**EXERCISE PROMPT:** Reproduce exactly the lines of the material beneath, from the line that contains "return Some(slot);" to the line that contains "passed is only", both included, and no other lines.

=== Section Start ===

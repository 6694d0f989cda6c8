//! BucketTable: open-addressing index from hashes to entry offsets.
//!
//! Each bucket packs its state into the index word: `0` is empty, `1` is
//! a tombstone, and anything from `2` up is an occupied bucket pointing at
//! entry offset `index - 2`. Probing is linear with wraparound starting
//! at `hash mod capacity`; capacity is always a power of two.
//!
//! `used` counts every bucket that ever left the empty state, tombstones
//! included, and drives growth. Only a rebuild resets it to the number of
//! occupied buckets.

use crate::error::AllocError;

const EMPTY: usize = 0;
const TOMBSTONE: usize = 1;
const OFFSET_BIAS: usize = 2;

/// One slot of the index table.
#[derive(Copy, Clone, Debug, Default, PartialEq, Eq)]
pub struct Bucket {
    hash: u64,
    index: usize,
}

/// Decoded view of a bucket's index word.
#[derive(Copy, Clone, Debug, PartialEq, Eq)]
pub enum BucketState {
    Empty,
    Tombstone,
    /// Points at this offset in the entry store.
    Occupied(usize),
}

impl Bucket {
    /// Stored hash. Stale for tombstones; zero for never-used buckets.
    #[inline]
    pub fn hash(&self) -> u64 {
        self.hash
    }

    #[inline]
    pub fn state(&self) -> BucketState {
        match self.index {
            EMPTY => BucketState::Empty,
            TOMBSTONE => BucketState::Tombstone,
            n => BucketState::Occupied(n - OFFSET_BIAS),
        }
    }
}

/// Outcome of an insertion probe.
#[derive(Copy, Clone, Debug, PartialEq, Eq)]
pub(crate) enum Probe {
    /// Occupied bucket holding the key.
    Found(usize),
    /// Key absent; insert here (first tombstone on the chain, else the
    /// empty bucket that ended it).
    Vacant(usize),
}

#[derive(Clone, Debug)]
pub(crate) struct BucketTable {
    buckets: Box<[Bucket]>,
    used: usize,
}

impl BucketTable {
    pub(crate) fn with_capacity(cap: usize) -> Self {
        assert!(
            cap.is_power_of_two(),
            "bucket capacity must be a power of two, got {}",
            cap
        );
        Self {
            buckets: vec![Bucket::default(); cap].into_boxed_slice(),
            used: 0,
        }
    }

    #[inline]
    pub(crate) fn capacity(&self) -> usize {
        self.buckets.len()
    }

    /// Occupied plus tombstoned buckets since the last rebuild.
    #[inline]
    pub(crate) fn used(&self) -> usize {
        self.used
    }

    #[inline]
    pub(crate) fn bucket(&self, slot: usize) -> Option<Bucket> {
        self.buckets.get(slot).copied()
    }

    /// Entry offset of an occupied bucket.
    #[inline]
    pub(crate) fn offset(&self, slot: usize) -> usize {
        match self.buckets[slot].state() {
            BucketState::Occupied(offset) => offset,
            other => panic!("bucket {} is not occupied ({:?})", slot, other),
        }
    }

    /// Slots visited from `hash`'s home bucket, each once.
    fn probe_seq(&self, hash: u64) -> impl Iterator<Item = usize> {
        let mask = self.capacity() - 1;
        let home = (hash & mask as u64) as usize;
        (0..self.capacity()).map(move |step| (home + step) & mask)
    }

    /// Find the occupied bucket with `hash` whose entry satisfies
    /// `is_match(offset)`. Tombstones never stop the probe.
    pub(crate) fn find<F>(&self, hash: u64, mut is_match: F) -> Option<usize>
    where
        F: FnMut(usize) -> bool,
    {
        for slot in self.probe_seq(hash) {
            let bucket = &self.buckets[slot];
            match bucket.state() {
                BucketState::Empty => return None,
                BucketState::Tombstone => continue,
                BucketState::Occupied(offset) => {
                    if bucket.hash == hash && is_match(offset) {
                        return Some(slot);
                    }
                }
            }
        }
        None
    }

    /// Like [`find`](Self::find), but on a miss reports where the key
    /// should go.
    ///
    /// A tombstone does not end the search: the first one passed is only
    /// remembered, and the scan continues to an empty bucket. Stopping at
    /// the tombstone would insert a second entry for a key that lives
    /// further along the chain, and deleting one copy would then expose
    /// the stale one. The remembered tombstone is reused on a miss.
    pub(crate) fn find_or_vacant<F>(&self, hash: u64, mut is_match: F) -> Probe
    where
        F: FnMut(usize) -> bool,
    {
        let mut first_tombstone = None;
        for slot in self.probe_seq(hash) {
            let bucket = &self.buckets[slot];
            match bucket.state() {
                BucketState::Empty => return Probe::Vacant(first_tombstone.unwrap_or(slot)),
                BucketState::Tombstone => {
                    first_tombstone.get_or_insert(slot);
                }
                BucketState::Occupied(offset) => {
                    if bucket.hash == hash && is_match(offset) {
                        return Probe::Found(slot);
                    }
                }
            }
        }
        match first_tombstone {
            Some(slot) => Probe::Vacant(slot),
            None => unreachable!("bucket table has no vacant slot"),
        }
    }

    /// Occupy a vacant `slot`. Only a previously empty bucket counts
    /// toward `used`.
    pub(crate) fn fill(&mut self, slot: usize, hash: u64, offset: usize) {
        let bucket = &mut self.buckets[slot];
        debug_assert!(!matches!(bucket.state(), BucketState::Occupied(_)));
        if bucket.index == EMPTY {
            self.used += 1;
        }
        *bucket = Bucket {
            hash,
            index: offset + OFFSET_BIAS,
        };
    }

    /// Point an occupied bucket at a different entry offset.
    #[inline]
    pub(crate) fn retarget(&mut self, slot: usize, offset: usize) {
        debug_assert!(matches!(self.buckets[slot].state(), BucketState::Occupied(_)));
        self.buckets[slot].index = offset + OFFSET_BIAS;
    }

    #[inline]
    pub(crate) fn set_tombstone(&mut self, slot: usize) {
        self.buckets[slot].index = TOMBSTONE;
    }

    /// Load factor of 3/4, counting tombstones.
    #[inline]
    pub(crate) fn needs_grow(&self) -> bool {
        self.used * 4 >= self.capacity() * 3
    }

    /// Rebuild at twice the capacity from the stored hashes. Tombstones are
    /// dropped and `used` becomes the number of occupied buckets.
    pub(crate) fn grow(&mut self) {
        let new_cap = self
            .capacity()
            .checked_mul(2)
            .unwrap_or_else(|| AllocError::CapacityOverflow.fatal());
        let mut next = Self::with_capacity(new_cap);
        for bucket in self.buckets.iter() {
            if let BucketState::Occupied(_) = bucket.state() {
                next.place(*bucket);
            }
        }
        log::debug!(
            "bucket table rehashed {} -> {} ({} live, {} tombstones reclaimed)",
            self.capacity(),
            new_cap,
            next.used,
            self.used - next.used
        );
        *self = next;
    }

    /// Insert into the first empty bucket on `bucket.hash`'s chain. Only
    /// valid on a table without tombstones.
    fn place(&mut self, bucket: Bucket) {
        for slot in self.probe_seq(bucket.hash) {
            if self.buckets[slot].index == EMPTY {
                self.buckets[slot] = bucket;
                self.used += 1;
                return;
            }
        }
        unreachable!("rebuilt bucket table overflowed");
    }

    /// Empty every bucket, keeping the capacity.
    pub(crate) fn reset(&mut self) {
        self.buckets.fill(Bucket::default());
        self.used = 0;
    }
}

=== Section End ===

**FINAL ANSWER:**
                        return Some(slot);
                    }
                }
            }
        }
        None
    }

    /// Like [`find`](Self::find), but on a miss reports where the key
    /// should go.
    ///
    /// A tombstone does not end the search: the first one passed is only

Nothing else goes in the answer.